Pope appeals to international community for truce in Syria

Pope Francis

 VATICAN CITY -- In his New Year’s address to diplomatic corps Monday, Pope Francis made a serious appeal to ambassadors and the international community for a truce in Syria.

 The pontiff said he “was calling out to the international community so that it would diligently strive to give life to a serious accord, that would put an end forever to the conflict that is provoking a real humanitarian disaster.”

 “Each and every one of the parties involved must maintain the respect for international humanitarian rights as their priority, guaranteeing the protection of civilians and the necessary humanitarian assistance to the population,” continued Francis, saying he wanted this truce to be the hope for the entire Syrian people. 

 He also talked about the need for dialogue between Israelis and Palestinians, in order to find a stable solution for peaceful coexistence.

 The Argentine pope also renewed his condemnation of the “deplorable arms trade and the continuous race to circulate ever more sophisticated weapons.”

 He talked about the “worrying” experiments going on in the Korean peninsula, “that destabilize the entire region and pose many worrying questions to the entire international community about the risk of a new nuclear weapon race.”

 “In view of the next Conference on disarmament, the Holy See will promote an ethics of peace and security that goes beyond the fear and ‘closure’ that condition the debate on nuclear weapons.”

 On a “crumbling” Europe, Francis reaffirmed the Holy See’s “interest and worry for Europe and its future.” “The whole of Europe is living through a decisive moment in its history, in which it is called upon to find its own identity again.”

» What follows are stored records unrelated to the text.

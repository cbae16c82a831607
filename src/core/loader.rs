//! Entity loading utilities
//!
//! Reads and writes entity YAML files. Directory scans skip files that fail
//! to parse and log them, so one broken file never hides the rest.

use serde::de::DeserializeOwned;
use serde::Serialize;
use std::fs;
use std::path::{Path, PathBuf};
use thiserror::Error;

use crate::core::identity::EntityPrefix;
use crate::core::project::{Project, ENTITY_SUFFIX};

#[derive(Debug, Error)]
pub enum LoadError {
    #[error("failed to read {}: {source}", path.display())]
    Io {
        path: PathBuf,
        #[source]
        source: std::io::Error,
    },

    #[error("failed to parse {}: {source}", path.display())]
    Parse {
        path: PathBuf,
        #[source]
        source: serde_yml::Error,
    },
}

/// Load one entity file
pub fn load_file<T: DeserializeOwned>(path: &Path) -> Result<T, LoadError> {
    tracing::debug!(path = %path.display(), "loading entity");
    let content = fs::read_to_string(path).map_err(|source| LoadError::Io {
        path: path.to_path_buf(),
        source,
    })?;
    serde_yml::from_str(&content).map_err(|source| LoadError::Parse {
        path: path.to_path_buf(),
        source,
    })
}

/// Serialize an entity and write it, creating the parent directory
pub fn write_file<T: Serialize>(path: &Path, entity: &T) -> Result<(), LoadError> {
    tracing::debug!(path = %path.display(), "writing entity");
    let yaml = serde_yml::to_string(entity).map_err(|source| LoadError::Parse {
        path: path.to_path_buf(),
        source,
    })?;
    if let Some(parent) = path.parent() {
        fs::create_dir_all(parent).map_err(|source| LoadError::Io {
            path: parent.to_path_buf(),
            source,
        })?;
    }
    fs::write(path, yaml).map_err(|source| LoadError::Io {
        path: path.to_path_buf(),
        source,
    })
}

/// Load every entity of one kind, paired with its file path
pub fn load_all<T: DeserializeOwned>(project: &Project, prefix: EntityPrefix) -> Vec<(PathBuf, T)> {
    let mut entities = Vec::new();
    for path in project.iter_entity_files(prefix) {
        match load_file::<T>(&path) {
            Ok(entity) => entities.push((path, entity)),
            Err(e) => tracing::warn!("skipping {}", e),
        }
    }
    entities
}

/// Find entity files whose id starts with the given (case-insensitive) prefix
pub fn find_entity_files(project: &Project, prefix: EntityPrefix, partial: &str) -> Vec<PathBuf> {
    let needle = partial.trim().to_uppercase();
    if needle.is_empty() {
        return Vec::new();
    }
    project
        .iter_entity_files(prefix)
        .filter(|path| {
            path.file_name()
                .and_then(|n| n.to_str())
                .and_then(|n| n.strip_suffix(ENTITY_SUFFIX))
                .is_some_and(|stem| stem.to_uppercase().starts_with(&needle))
        })
        .collect()
}

#[cfg(test)]
mod tests {
    use super::*;
    use crate::core::identity::EntityId;
    use crate::entities::catalog::CatalogItem;
    use tempfile::tempdir;

    #[test]
    fn test_load_all_empty_project() {
        let tmp = tempdir().unwrap();
        let project = Project::init(tmp.path()).unwrap();
        let all: Vec<(PathBuf, CatalogItem)> = load_all(&project, EntityPrefix::Cat);
        assert!(all.is_empty());
    }

    #[test]
    fn test_write_then_find_by_prefix() {
        let tmp = tempdir().unwrap();
        let project = Project::init(tmp.path()).unwrap();
        let item = CatalogItem::new("RCC-M25", "RCC M25 Grade Concrete", "m3", "test".into());
        let path = project.entity_path(&item.id);
        write_file(&path, &item).unwrap();

        let id = item.id.to_string();
        let found = find_entity_files(&project, EntityPrefix::Cat, &id[..12].to_lowercase());
        assert_eq!(found, vec![path.clone()]);

        let loaded: CatalogItem = load_file(&path).unwrap();
        assert_eq!(loaded.code, "RCC-M25");
    }

    #[test]
    fn test_broken_files_are_skipped() {
        let tmp = tempdir().unwrap();
        let project = Project::init(tmp.path()).unwrap();
        let good = CatalogItem::new("A", "Alpha", "nos", "test".into());
        write_file(&project.entity_path(&good.id), &good).unwrap();

        let broken = project.entity_path(&EntityId::new(EntityPrefix::Cat));
        fs::write(&broken, "code: [unterminated").unwrap();

        let all: Vec<(PathBuf, CatalogItem)> = load_all(&project, EntityPrefix::Cat);
        assert_eq!(all.len(), 1);
        assert!(matches!(
            load_file::<CatalogItem>(&broken),
            Err(LoadError::Parse { .. })
        ));
    }
}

 “It is very urgent to update the ‘idea of Europe’ to give light to a new humanism based on the capacity of integration, dialogue and generation.”

 The head of the Holy See also talked about immigration, religious fundamentalism, terrorism, and the role of education in preventing radicalization.

 Living through the current worldwide political climate, the pope called on the diplomatic corps to propagate a “politics of peace” and “non-violence.”